Keep rice weevils at bay with dried chilli or pandan leaves

Harvested and processed rice should be packed immediately as rice left lying around would attract rice weevils.
Harvested and processed rice should be packed immediately as rice left lying around would attract rice weevils.PHOTO: ST FILE

GEORGE TOWN (THE STAR) - Rice weevils are sensitive to scents and do not like the smell of herbs.

“Dried chilli and pandan leaves could act as a repellant and placing these in rice containers will keep away the weevils,” said Penang Agriculture Department biosecurity officer Suhaimi Din.

“Rice containers should always have a tight lid and not left ajar as it could attract the weevils,” he said.
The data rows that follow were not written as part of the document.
//! Structural validation.
//!
//! Checks referential and cardinality invariants over a [`MapModel`] and
//! builds the cleaned [`LevelGraph`] the reachability analyzer runs on.
//! Every check runs; one violation never hides another.

use crate::config::LintConfig;
use crate::model::{Block, BlockId, BlockKind, MapModel, Position, RoomNumber, Size};
use serde::{Deserialize, Serialize};
use std::collections::{BTreeMap, BTreeSet};
use std::fmt;
use tracing::debug;

/// Missing room numbers are listed one by one up to this many; the
/// `TotalRoomMismatch` issue still covers the rest.
pub const MAX_MISSING_ROOM_ISSUES: usize = 256;

/// Minimum markers for a patrol path.
pub const MIN_PATROL_MARKERS: usize = 2;

// ─── Issues ───────────────────────────────────────────────────

/// Severity level for issues.
#[derive(Debug, Clone, Copy, PartialEq, Eq, PartialOrd, Ord, Hash, Serialize, Deserialize)]
#[serde(rename_all = "lowercase")]
pub enum Severity {
    /// Advisory; fails the verdict only in strict mode.
    Warning,
    /// Structural error; always fails the verdict.
    Error,
}

impl fmt::Display for Severity {
    fn fmt(&self, f: &mut fmt::Formatter<'_>) -> fmt::Result {
        match self {
            Severity::Warning => write!(f, "warning"),
            Severity::Error => write!(f, "error"),
        }
    }
}

#[derive(Debug, Clone, Copy, PartialEq, Eq, PartialOrd, Ord, Hash, Serialize, Deserialize)]
pub enum IssueKind {
    DuplicateBlockId,
    DuplicateRoomNumber,
    RoomNumberOutOfRange,
    MissingRoomNumber,
    TotalRoomMismatch,
    DanglingDoorReference,
    DanglingKeyReference,
    KeyTargetNotDoor,
    InsufficientPatrolMarkers,
    KeyTargetsUnlockedDoor,
    LockedDoorWithoutKey,
    SelfLoopDoor,
    OverlappingBlocks,
}

impl IssueKind {
    pub fn severity(self) -> Severity {
        match self {
            IssueKind::DuplicateBlockId
            | IssueKind::DuplicateRoomNumber
            | IssueKind::RoomNumberOutOfRange
            | IssueKind::MissingRoomNumber
            | IssueKind::TotalRoomMismatch
            | IssueKind::DanglingDoorReference
            | IssueKind::DanglingKeyReference
            | IssueKind::KeyTargetNotDoor
            | IssueKind::InsufficientPatrolMarkers => Severity::Error,
            IssueKind::KeyTargetsUnlockedDoor
            | IssueKind::LockedDoorWithoutKey
            | IssueKind::SelfLoopDoor
            | IssueKind::OverlappingBlocks => Severity::Warning,
        }
    }
}

impl fmt::Display for IssueKind {
    fn fmt(&self, f: &mut fmt::Formatter<'_>) -> fmt::Result {
        fmt::Debug::fmt(self, f)
    }
}

/// One structural finding. `subject_id` is a block id or a room number,
/// depending on `kind`.
#[derive(Debug, Clone, PartialEq, Eq, Serialize, Deserialize)]
pub struct Issue {
    pub kind: IssueKind,
    pub severity: Severity,
    pub subject_id: i64,
    pub message: String,
}

impl Issue {
    pub fn new(kind: IssueKind, subject_id: i64, message: impl Into<String>) -> Self {
        Self {
            kind,
            severity: kind.severity(),
            subject_id,
            message: message.into(),
        }
    }

    pub fn is_error(&self) -> bool {
        self.severity == Severity::Error
    }
}

impl fmt::Display for Issue {
    fn fmt(&self, f: &mut fmt::Formatter<'_>) -> fmt::Result {
        write!(
            f,
            "[{}] {} {}: {}",
            self.kind, self.severity, self.subject_id, self.message
        )
    }
}

// ─── Cleaned graph ────────────────────────────────────────────

/// A door as it participates in reachability. `destination` is `None` when
/// the declared room does not exist; such a door has no outgoing edge.
#[derive(Debug, Clone, PartialEq, Eq, Serialize, Deserialize)]
pub struct DoorEdge {
    pub id: BlockId,
    pub room: RoomNumber,
    pub destination: Option<RoomNumber>,
    pub locked: bool,
}

/// A key with its unlock set reduced to door ids that exist.
#[derive(Debug, Clone, PartialEq, Eq, Serialize, Deserialize)]
pub struct KeyNode {
    pub id: BlockId,
    pub room: RoomNumber,
    pub unlocks: BTreeSet<BlockId>,
}

/// Patrol route of a bot with enough markers.
#[derive(Debug, Clone, PartialEq, Eq, Serialize, Deserialize)]
pub struct PatrolPath {
    pub bot: BlockId,
    pub room: RoomNumber,
    pub waypoints: Vec<Position>,
}

/// Door/key/room graph with duplicates and dangling references removed.
#[derive(Debug, Clone, PartialEq, Eq)]
pub struct LevelGraph {
    start: RoomNumber,
    total_rooms: u32,
    rooms: BTreeSet<RoomNumber>,
    doors: BTreeMap<BlockId, DoorEdge>,
    keys: BTreeMap<BlockId, KeyNode>,
}

impl LevelGraph {
    pub fn start(&self) -> RoomNumber {
        self.start
    }

    pub fn rooms(&self) -> &BTreeSet<RoomNumber> {
        &self.rooms
    }

    pub fn doors(&self) -> impl Iterator<Item = &DoorEdge> {
        self.doors.values()
    }

    pub fn door(&self, id: BlockId) -> Option<&DoorEdge> {
        self.doors.get(&id)
    }

    pub fn keys(&self) -> impl Iterator<Item = &KeyNode> {
        self.keys.values()
    }

    pub fn key(&self, id: BlockId) -> Option<&KeyNode> {
        self.keys.get(&id)
    }

    /// Upper bound on propagation passes for this graph.
    pub fn pass_cap(&self) -> usize {
        (self.total_rooms as usize).max(self.rooms.len()) + 1
    }
}

/// Output of [`validate_structure`].
#[derive(Debug, Clone)]
pub struct StructuralAnalysis {
    /// Sorted by `subject_id`, then `kind`.
    pub issues: Vec<Issue>,
    pub graph: LevelGraph,
    pub patrols: Vec<PatrolPath>,
}

/// Run every structural check over `model`.
pub fn validate_structure(model: &MapModel, lints: &LintConfig) -> StructuralAnalysis {
    let mut issues = Vec::new();

    let blocks = check_block_ids(model, &mut issues);
    check_room_coverage(model, &mut issues);

    let mut doors = BTreeMap::new();
    let mut keys = BTreeMap::new();
    let mut patrols = Vec::new();
    let mut sized: BTreeMap<RoomNumber, Vec<(BlockId, Position, Size)>> = BTreeMap::new();

    for &(room, block) in &blocks {
        match &block.kind {
            BlockKind::Door {
                destination,
                locked,
            } => {
                let resolved = model.resolve_room(*destination);
                if resolved.is_none() {
                    let message = if *destination < 0 {
                        format!(
                            "Door {} in room {} has negative destination {}; exit doors are not rooms and need a goal room instead",
                            block.id, room, destination
                        )
                    } else {
                        format!(
                            "Door {} in room {} leads to room {}, which does not exist",
                            block.id, room, destination
                        )
                    };
                    issues.push(Issue::new(IssueKind::DanglingDoorReference, block.id, message));
                }
                if lints.self_loop_door && resolved == Some(room) {
                    issues.push(Issue::new(
                        IssueKind::SelfLoopDoor,
                        block.id,
                        format!("Door {} leads back into its own room {}", block.id, room),
                    ));
                }
                doors.insert(
                    block.id,
                    DoorEdge {
                        id: block.id,
                        room,
                        destination: resolved,
                        locked: *locked,
                    },
                );
            }
            BlockKind::Key { unlocks } => {
                let unlocks = check_key_targets(model, block.id, unlocks, lints, &mut issues);
                keys.insert(
                    block.id,
                    KeyNode {
                        id: block.id,
                        room,
                        unlocks,
                    },
                );
            }
            BlockKind::EnemyBot { markers } => {
                if markers.len() < MIN_PATROL_MARKERS {
                    issues.push(Issue::new(
                        IssueKind::InsufficientPatrolMarkers,
                        block.id,
                        format!(
                            "EnemyBot {} has {} marker(s), a patrol needs at least {}",
                            block.id,
                            markers.len(),
                            MIN_PATROL_MARKERS
                        ),
                    ));
                } else {
                    patrols.push(PatrolPath {
                        bot: block.id,
                        room,
                        waypoints: markers.iter().map(|m| m.position).collect(),
                    });
                }
            }
            BlockKind::Wall { size }
            | BlockKind::Ladder { size }
            | BlockKind::DeadlyBlock { size }
            | BlockKind::WindArea { size, .. } => {
                sized
                    .entry(room)
                    .or_default()
                    .push((block.id, block.position, *size));
            }
            BlockKind::Checkpoint => {}
        }
    }

    if lints.locked_door_without_key {
        let keyed: BTreeSet<BlockId> = keys.values().flat_map(|k| k.unlocks.iter().copied()).collect();
        for door in doors.values().filter(|d| d.locked && !keyed.contains(&d.id)) {
            issues.push(Issue::new(
                IssueKind::LockedDoorWithoutKey,
                door.id,
                format!("Door {} is locked but no key opens it", door.id),
            ));
        }
    }

    if lints.overlapping_blocks {
        for (room, rects) in &sized {
            check_overlaps(*room, rects, &mut issues);
        }
    }

    issues.sort_by(|a, b| a.subject_id.cmp(&b.subject_id).then(a.kind.cmp(&b.kind)));

    let graph = LevelGraph {
        start: model.start_room(),
        total_rooms: model.total_rooms(),
        rooms: model.room_numbers().collect(),
        doors,
        keys,
    };

    debug!(
        issues = issues.len(),
        doors = graph.doors.len(),
        keys = graph.keys.len(),
        "structural validation complete"
    );

    StructuralAnalysis {
        issues,
        graph,
        patrols,
    }
}

/// Report every non-first declaration of a block id and return the
/// authoritative blocks with their room numbers, in declaration order.
fn check_block_ids<'m>(
    model: &'m MapModel,
    issues: &mut Vec<Issue>,
) -> Vec<(RoomNumber, &'m Block)> {
    let mut authoritative = Vec::new();
    for (location, placed) in model.placed_blocks() {
        let id = placed.block.id;
        if model.is_authoritative(id, location) {
            authoritative.push((placed.room, placed.block));
            continue;
        }
        let first = model.block(id);
        let (first_kind, first_room) = first
            .map(|p| (p.block.kind.name(), p.room))
            .unwrap_or(("?", placed.room));
        issues.push(Issue::new(
            IssueKind::DuplicateBlockId,
            id,
            format!(
                "Duplicate blockid {}: {} in room {} repeats the {} in room {}; the later one is ignored",
                id,
                placed.block.kind.name(),
                placed.room,
                first_kind,
                first_room
            ),
        ));
    }
    authoritative
}

fn check_room_coverage(model: &MapModel, issues: &mut Vec<Issue>) {
    let total = model.total_rooms();

    let mut counts: BTreeMap<RoomNumber, usize> = BTreeMap::new();
    for room in model.rooms() {
        *counts.entry(room.number).or_default() += 1;
    }

    for (&number, &count) in &counts {
        for _ in 1..count {
            issues.push(Issue::new(
                IssueKind::DuplicateRoomNumber,
                number.into(),
                format!("Room number {} is declared more than once", number),
            ));
        }
        if number >= total {
            issues.push(Issue::new(
                IssueKind::RoomNumberOutOfRange,
                number.into(),
                format!(
                    "Room number {} is outside the declared range 0..{}",
                    number, total
                ),
            ));
        }
    }

    let missing = (0..total).filter(|n| !counts.contains_key(n));
    for number in missing.take(MAX_MISSING_ROOM_ISSUES) {
        issues.push(Issue::new(
            IssueKind::MissingRoomNumber,
            number.into(),
            format!("Room number {} is declared by totalroom but missing", number),
        ));
    }

    if counts.len() != total as usize {
        issues.push(Issue::new(
            IssueKind::TotalRoomMismatch,
            total.into(),
            format!(
                "totalroom declares {} rooms but {} distinct room numbers exist",
                total,
                counts.len()
            ),
        ));
    }
}

/// Resolve a key's targets to existing door ids, reporting the rest.
fn check_key_targets(
    model: &MapModel,
    key_id: BlockId,
    targets: &[BlockId],
    lints: &LintConfig,
    issues: &mut Vec<Issue>,
) -> BTreeSet<BlockId> {
    let mut unlocks = BTreeSet::new();
    for &target in targets {
        match model.block(target).map(|p| &p.block.kind) {
            None => issues.push(Issue::new(
                IssueKind::DanglingKeyReference,
                key_id,
                format!("Key {} refers to door {}, which does not exist", key_id, target),
            )),
            Some(BlockKind::Door { locked, .. }) => {
                if lints.key_targets_unlocked_door && !locked {
                    issues.push(Issue::new(
                        IssueKind::KeyTargetsUnlockedDoor,
                        key_id,
                        format!("Key {} refers to door {}, which is not locked", key_id, target),
                    ));
                }
                unlocks.insert(target);
            }
            Some(other) => issues.push(Issue::new(
                IssueKind::KeyTargetNotDoor,
                key_id,
                format!(
                    "Key {} refers to block {}, which is a {} rather than a Door",
                    key_id,
                    target,
                    other.name()
                ),
            )),
        }
    }
    unlocks
}

fn check_overlaps(room: RoomNumber, rects: &[(BlockId, Position, Size)], issues: &mut Vec<Issue>) {
    for (i, &(a_id, a_pos, a_size)) in rects.iter().enumerate() {
        for &(b_id, b_pos, b_size) in &rects[i + 1..] {
            if intersects(a_pos, a_size, b_pos, b_size) {
                issues.push(Issue::new(
                    IssueKind::OverlappingBlocks,
                    b_id,
                    format!("Block {} overlaps block {} in room {}", b_id, a_id, room),
                ));
            }
        }
    }
}

/// Strict rectangle intersection; shared edges do not count. Computed in
/// `i128` so extreme extents cannot overflow.
fn intersects(a_pos: Position, a_size: Size, b_pos: Position, b_size: Size) -> bool {
    let span = |start: i64, len: i64| (i128::from(start), i128::from(start) + i128::from(len));
    let (ax0, ax1) = span(a_pos.x, a_size.width);
    let (bx0, bx1) = span(b_pos.x, b_size.width);
    let (ay0, ay1) = span(a_pos.y, a_size.height);
    let (by0, by1) = span(b_pos.y, b_size.height);
    ax0 < bx1 && bx0 < ax1 && ay0 < by1 && by0 < ay1
}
On the weevils in warehouses, Suhaimi said harvested and processed rice should be packed immediately as rice left lying around would attract the pest.
Weevils are also known to attack crops like wheat, rice and maize.
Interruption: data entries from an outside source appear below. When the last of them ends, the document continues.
//! Verifier configuration.

use crate::error::ConfigError;
use crate::goal::GoalSpec;
use serde::{Deserialize, Serialize};
use std::path::Path;

/// Settings for one verification run.
///
/// ```yaml
/// goal:
///   any_of: [3, 4]
/// strict: false
/// lints:
///   overlapping_blocks: false
/// ```
#[derive(Debug, Clone, Default, PartialEq, Eq, Serialize, Deserialize)]
#[serde(default)]
pub struct VerifierConfig {
    /// Goal used when the caller supplies none.
    pub goal: Option<GoalSpec>,
    /// Treat warning-severity issues as verdict failures.
    pub strict: bool,
    /// Advisory structural checks.
    pub lints: LintConfig,
}

/// Toggles for the warning-severity structural checks.
#[derive(Debug, Clone, PartialEq, Eq, Serialize, Deserialize)]
#[serde(default)]
pub struct LintConfig {
    pub key_targets_unlocked_door: bool,
    pub locked_door_without_key: bool,
    pub self_loop_door: bool,
    pub overlapping_blocks: bool,
}

impl Default for LintConfig {
    fn default() -> Self {
        Self {
            key_targets_unlocked_door: true,
            locked_door_without_key: true,
            self_loop_door: true,
            overlapping_blocks: true,
        }
    }
}

impl LintConfig {
    /// Every advisory check disabled.
    pub fn none() -> Self {
        Self {
            key_targets_unlocked_door: false,
            locked_door_without_key: false,
            self_loop_door: false,
            overlapping_blocks: false,
        }
    }
}

impl VerifierConfig {
    pub fn from_yaml_str(yaml: &str) -> Result<Self, ConfigError> {
        Ok(serde_yaml::from_str(yaml)?)
    }

    pub fn from_path(path: &Path) -> Result<Self, ConfigError> {
        let raw = std::fs::read_to_string(path).map_err(|source| ConfigError::Io {
            path: path.to_path_buf(),
            source,
        })?;
        Self::from_yaml_str(&raw)
    }

    /// Builder: set the default goal.
    pub fn with_goal(mut self, goal: GoalSpec) -> Self {
        self.goal = Some(goal);
        self
    }

    /// Builder: fail on warnings too.
    pub fn strict(mut self, strict: bool) -> Self {
        self.strict = strict;
        self
    }
}

#[cfg(test)]
mod tests {
    use super::*;
    use std::collections::BTreeSet;
    use std::io::Write;

    #[test]
    fn default_config() {
        let config = VerifierConfig::default();
        assert!(config.goal.is_none());
        assert!(!config.strict);
        assert!(config.lints.overlapping_blocks);
        assert!(config.lints.locked_door_without_key);
    }

    #[test]
    fn partial_yaml_keeps_defaults() {
        let config = VerifierConfig::from_yaml_str(
            r#"
goal:
  any_of: [3, 4]
lints:
  overlapping_blocks: false
"#,
        )
        .unwrap();
        assert_eq!(config.goal, Some(GoalSpec::AnyOf(BTreeSet::from([3, 4]))));
        assert!(!config.lints.overlapping_blocks);
        assert!(config.lints.self_loop_door);
        assert!(!config.strict);
    }

    #[test]
    fn empty_yaml_is_default() {
        let config = VerifierConfig::from_yaml_str("{}").unwrap();
        assert_eq!(config, VerifierConfig::default());
    }

    #[test]
    fn unknown_goal_form_rejected() {
        assert!(VerifierConfig::from_yaml_str("goal: { exit: 1 }").is_err());
    }

    #[test]
    fn from_path_reads_file() {
        let mut file = tempfile::NamedTempFile::new().unwrap();
        writeln!(file, "strict: true").unwrap();
        let config = VerifierConfig::from_path(file.path()).unwrap();
        assert!(config.strict);

        let err = VerifierConfig::from_path(Path::new("/nonexistent/mazecheck.yaml"));
        assert!(matches!(err, Err(ConfigError::Io { .. })));
    }

    #[test]
    fn builders() {
        let config = VerifierConfig::default()
            .with_goal(GoalSpec::Room(2))
            .strict(true);
        assert_eq!(config.goal, Some(GoalSpec::Room(2)));
        assert!(config.strict);
        assert!(!LintConfig::none().self_loop_door);
    }
}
According to experts from India working with the Consumers Association of Penang, these beetle-type pests were not harmful or dangerous to human beings.
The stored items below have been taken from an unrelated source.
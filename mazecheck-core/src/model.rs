//! In-memory level model.
//!
//! [`Maze`] is the plain parsed tree as a loader produces it. [`MapModel`]
//! wraps it with the indices every later stage relies on and is immutable
//! once built: a "fixed" level is a new `MapModel`, never an edited one.

use crate::error::MalformedModelError;
use serde::{Deserialize, Serialize};
use std::collections::BTreeMap;

// ─── Scalar aliases ───────────────────────────────────────────

/// Globally unique block identifier (`blockid`).
pub type BlockId = i64;

/// Room identifier (`roomnumber`).
pub type RoomNumber = u32;

// ─── Geometry ─────────────────────────────────────────────────

#[derive(Debug, Clone, Copy, PartialEq, Eq, Hash, Serialize, Deserialize)]
pub struct Position {
    pub x: i64,
    pub y: i64,
}

impl Position {
    pub fn new(x: i64, y: i64) -> Self {
        Self { x, y }
    }
}

#[derive(Debug, Clone, Copy, PartialEq, Eq, Hash, Serialize, Deserialize)]
pub struct Size {
    pub width: i64,
    pub height: i64,
}

impl Size {
    pub fn new(width: i64, height: i64) -> Self {
        Self { width, height }
    }
}

/// Wind direction as one of eight compass points, `0..=7`.
#[derive(Debug, Clone, Copy, PartialEq, Eq, Hash, Serialize, Deserialize)]
#[serde(try_from = "u8", into = "u8")]
pub struct CompassDirection(u8);

impl CompassDirection {
    pub const MAX: u8 = 7;

    pub fn new(value: u8) -> Option<Self> {
        (value <= Self::MAX).then_some(Self(value))
    }

    pub fn value(self) -> u8 {
        self.0
    }
}

impl TryFrom<u8> for CompassDirection {
    type Error = String;

    fn try_from(value: u8) -> Result<Self, Self::Error> {
        Self::new(value).ok_or_else(|| format!("compass direction {value} is outside 0..=7"))
    }
}

impl From<CompassDirection> for u8 {
    fn from(dir: CompassDirection) -> Self {
        dir.0
    }
}

// ─── Blocks ───────────────────────────────────────────────────

/// Patrol waypoint owned by an [`BlockKind::EnemyBot`].
#[derive(Debug, Clone, Copy, PartialEq, Eq, Serialize, Deserialize)]
pub struct Marker {
    pub position: Position,
}

/// The closed set of block variants. Consumers match exhaustively so a new
/// variant forces every check to be revisited.
#[derive(Debug, Clone, PartialEq, Eq, Serialize, Deserialize)]
#[serde(tag = "kind")]
pub enum BlockKind {
    Wall {
        size: Size,
    },
    Ladder {
        size: Size,
    },
    DeadlyBlock {
        size: Size,
    },
    Door {
        /// Destination room; kept signed so dangling values survive loading.
        destination: i64,
        locked: bool,
    },
    Key {
        /// Door block ids this key unlocks, in declaration order.
        unlocks: Vec<BlockId>,
    },
    EnemyBot {
        markers: Vec<Marker>,
    },
    WindArea {
        size: Size,
        direction: CompassDirection,
        strength: i64,
        visible: bool,
    },
    Checkpoint,
}

impl BlockKind {
    /// Element name as used in level files.
    pub fn name(&self) -> &'static str {
        match self {
            BlockKind::Wall { .. } => "Wall",
            BlockKind::Ladder { .. } => "Ladder",
            BlockKind::DeadlyBlock { .. } => "DeadlyBlock",
            BlockKind::Door { .. } => "Door",
            BlockKind::Key { .. } => "Key",
            BlockKind::EnemyBot { .. } => "EnemyBot",
            BlockKind::WindArea { .. } => "WindArea",
            BlockKind::Checkpoint => "Checkpoint",
        }
    }

    /// Declared extent, for the variants that carry one.
    pub fn size(&self) -> Option<Size> {
        match self {
            BlockKind::Wall { size }
            | BlockKind::Ladder { size }
            | BlockKind::DeadlyBlock { size }
            | BlockKind::WindArea { size, .. } => Some(*size),
            BlockKind::Door { .. }
            | BlockKind::Key { .. }
            | BlockKind::EnemyBot { .. }
            | BlockKind::Checkpoint => None,
        }
    }
}

#[derive(Debug, Clone, PartialEq, Eq, Serialize, Deserialize)]
pub struct Block {
    pub id: BlockId,
    pub position: Position,
    #[serde(flatten)]
    pub kind: BlockKind,
}

impl Block {
    pub fn new(id: BlockId, position: Position, kind: BlockKind) -> Self {
        Self { id, position, kind }
    }

    pub fn wall(id: BlockId, position: Position, size: Size) -> Self {
        Self::new(id, position, BlockKind::Wall { size })
    }

    pub fn door(id: BlockId, position: Position, destination: i64, locked: bool) -> Self {
        Self::new(
            id,
            position,
            BlockKind::Door {
                destination,
                locked,
            },
        )
    }

    pub fn key(id: BlockId, position: Position, unlocks: Vec<BlockId>) -> Self {
        Self::new(id, position, BlockKind::Key { unlocks })
    }

    pub fn enemy_bot(id: BlockId, position: Position, markers: Vec<Position>) -> Self {
        let markers = markers
            .into_iter()
            .map(|position| Marker { position })
            .collect();
        Self::new(id, position, BlockKind::EnemyBot { markers })
    }
}

// ─── Rooms, character, maze ───────────────────────────────────

#[derive(Debug, Clone, PartialEq, Eq, Serialize, Deserialize)]
pub struct Room {
    pub number: RoomNumber,
    pub blocks: Vec<Block>,
}

impl Room {
    pub fn new(number: RoomNumber, blocks: Vec<Block>) -> Self {
        Self { number, blocks }
    }
}

/// The player. Only `initial_room` matters to verification.
#[derive(Debug, Clone, PartialEq, Eq, Serialize, Deserialize)]
pub struct Character {
    pub initial_room: i64,
    #[serde(default)]
    pub block_id: Option<BlockId>,
    #[serde(default)]
    pub position: Option<Position>,
}

impl Character {
    pub fn starting_in(room: i64) -> Self {
        Self {
            initial_room: room,
            block_id: None,
            position: None,
        }
    }
}

/// A parsed level before indexing. Characters are a list so a loader can hand
/// over what it saw and let [`MapModel::new`] reject the wrong cardinality.
#[derive(Debug, Clone, PartialEq, Eq, Serialize, Deserialize)]
pub struct Maze {
    pub total_rooms: u32,
    pub rooms: Vec<Room>,
    pub characters: Vec<Character>,
}

// ─── MapModel ─────────────────────────────────────────────────

/// Where a block lives inside [`MapModel::rooms`].
#[derive(Debug, Clone, Copy, PartialEq, Eq)]
pub struct BlockLocation {
    pub room_index: usize,
    pub slot: usize,
}

/// A block together with the number of the room that declares it.
#[derive(Debug, Clone, Copy)]
pub struct PlacedBlock<'a> {
    pub room: RoomNumber,
    pub block: &'a Block,
}

/// Indexed, read-only view of a level.
///
/// Both indices keep the first declaration of a room number or block id; the
/// structural validator reports every later duplicate.
#[derive(Debug, Clone)]
pub struct MapModel {
    total_rooms: u32,
    rooms: Vec<Room>,
    character: Character,
    start_room: RoomNumber,
    room_index: BTreeMap<RoomNumber, usize>,
    block_index: BTreeMap<BlockId, BlockLocation>,
}

impl MapModel {
    /// Index a parsed maze in one pass over rooms and blocks.
    pub fn new(maze: Maze) -> Result<Self, MalformedModelError> {
        let Maze {
            total_rooms,
            rooms,
            mut characters,
        } = maze;

        let character = match characters.len() {
            0 => return Err(MalformedModelError::MissingCharacter),
            1 => characters.remove(0),
            n => return Err(MalformedModelError::MultipleCharacters(n)),
        };
        if rooms.is_empty() {
            return Err(MalformedModelError::NoRooms);
        }

        let mut room_index = BTreeMap::new();
        let mut block_index = BTreeMap::new();
        for (room_idx, room) in rooms.iter().enumerate() {
            room_index.entry(room.number).or_insert(room_idx);
            for (slot, block) in room.blocks.iter().enumerate() {
                block_index.entry(block.id).or_insert(BlockLocation {
                    room_index: room_idx,
                    slot,
                });
            }
        }

        let start_room = RoomNumber::try_from(character.initial_room)
            .ok()
            .filter(|n| room_index.contains_key(n))
            .ok_or(MalformedModelError::UnknownInitialRoom(
                character.initial_room,
            ))?;

        Ok(Self {
            total_rooms,
            rooms,
            character,
            start_room,
            room_index,
            block_index,
        })
    }

    /// The declared `totalroom`. Untrusted; compare with [`Self::rooms`].
    pub fn total_rooms(&self) -> u32 {
        self.total_rooms
    }

    /// Rooms in declaration order, duplicates included.
    pub fn rooms(&self) -> &[Room] {
        &self.rooms
    }

    /// First room declared with this number.
    pub fn room(&self, number: RoomNumber) -> Option<&Room> {
        self.room_index.get(&number).map(|&idx| &self.rooms[idx])
    }

    /// Look up a room by a signed reference such as `Door.destination`.
    pub fn resolve_room(&self, reference: i64) -> Option<RoomNumber> {
        RoomNumber::try_from(reference)
            .ok()
            .filter(|n| self.room_index.contains_key(n))
    }

    /// Number of distinct room numbers.
    pub fn indexed_room_count(&self) -> usize {
        self.room_index.len()
    }

    pub fn room_numbers(&self) -> impl Iterator<Item = RoomNumber> + '_ {
        self.room_index.keys().copied()
    }

    /// First block declared with this id.
    pub fn block(&self, id: BlockId) -> Option<PlacedBlock<'_>> {
        self.block_location(id).map(|loc| {
            let room = &self.rooms[loc.room_index];
            PlacedBlock {
                room: room.number,
                block: &room.blocks[loc.slot],
            }
        })
    }

    pub fn block_location(&self, id: BlockId) -> Option<BlockLocation> {
        self.block_index.get(&id).copied()
    }

    /// Whether `location` is the authoritative (first) declaration of its id.
    pub fn is_authoritative(&self, id: BlockId, location: BlockLocation) -> bool {
        self.block_location(id) == Some(location)
    }

    /// Every block with its room, in declaration order, duplicates included.
    pub fn placed_blocks(&self) -> impl Iterator<Item = (BlockLocation, PlacedBlock<'_>)> {
        self.rooms
            .iter()
            .enumerate()
            .flat_map(|(room_index, room)| {
                room.blocks.iter().enumerate().map(move |(slot, block)| {
                    (
                        BlockLocation { room_index, slot },
                        PlacedBlock {
                            room: room.number,
                            block,
                        },
                    )
                })
            })
    }

    pub fn character(&self) -> &Character {
        &self.character
    }

    pub fn start_room(&self) -> RoomNumber {
        self.start_room
    }
}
They do not spread any disease or bite humans but can be a threat to grains and rice kept in the pantry.

Neem seed kernel extracts and garlic spray should keep these pests at bay in houses and rice warehouses, they say.

Another plant that is effective against these pests is the nochi plant or vitex negundo, commonly known as the Chinese chaste tree, five-leaved chaste tree or horseshoe vitex.

It is a large aromatic shrub that is widely used in folk medicine and easily available in many parts of Malaysia.

The shrub can be placed in the warehouses and inside houses as it acts as a repellent, and rice weevils will stay away from places which has the aroma of neem and nochi.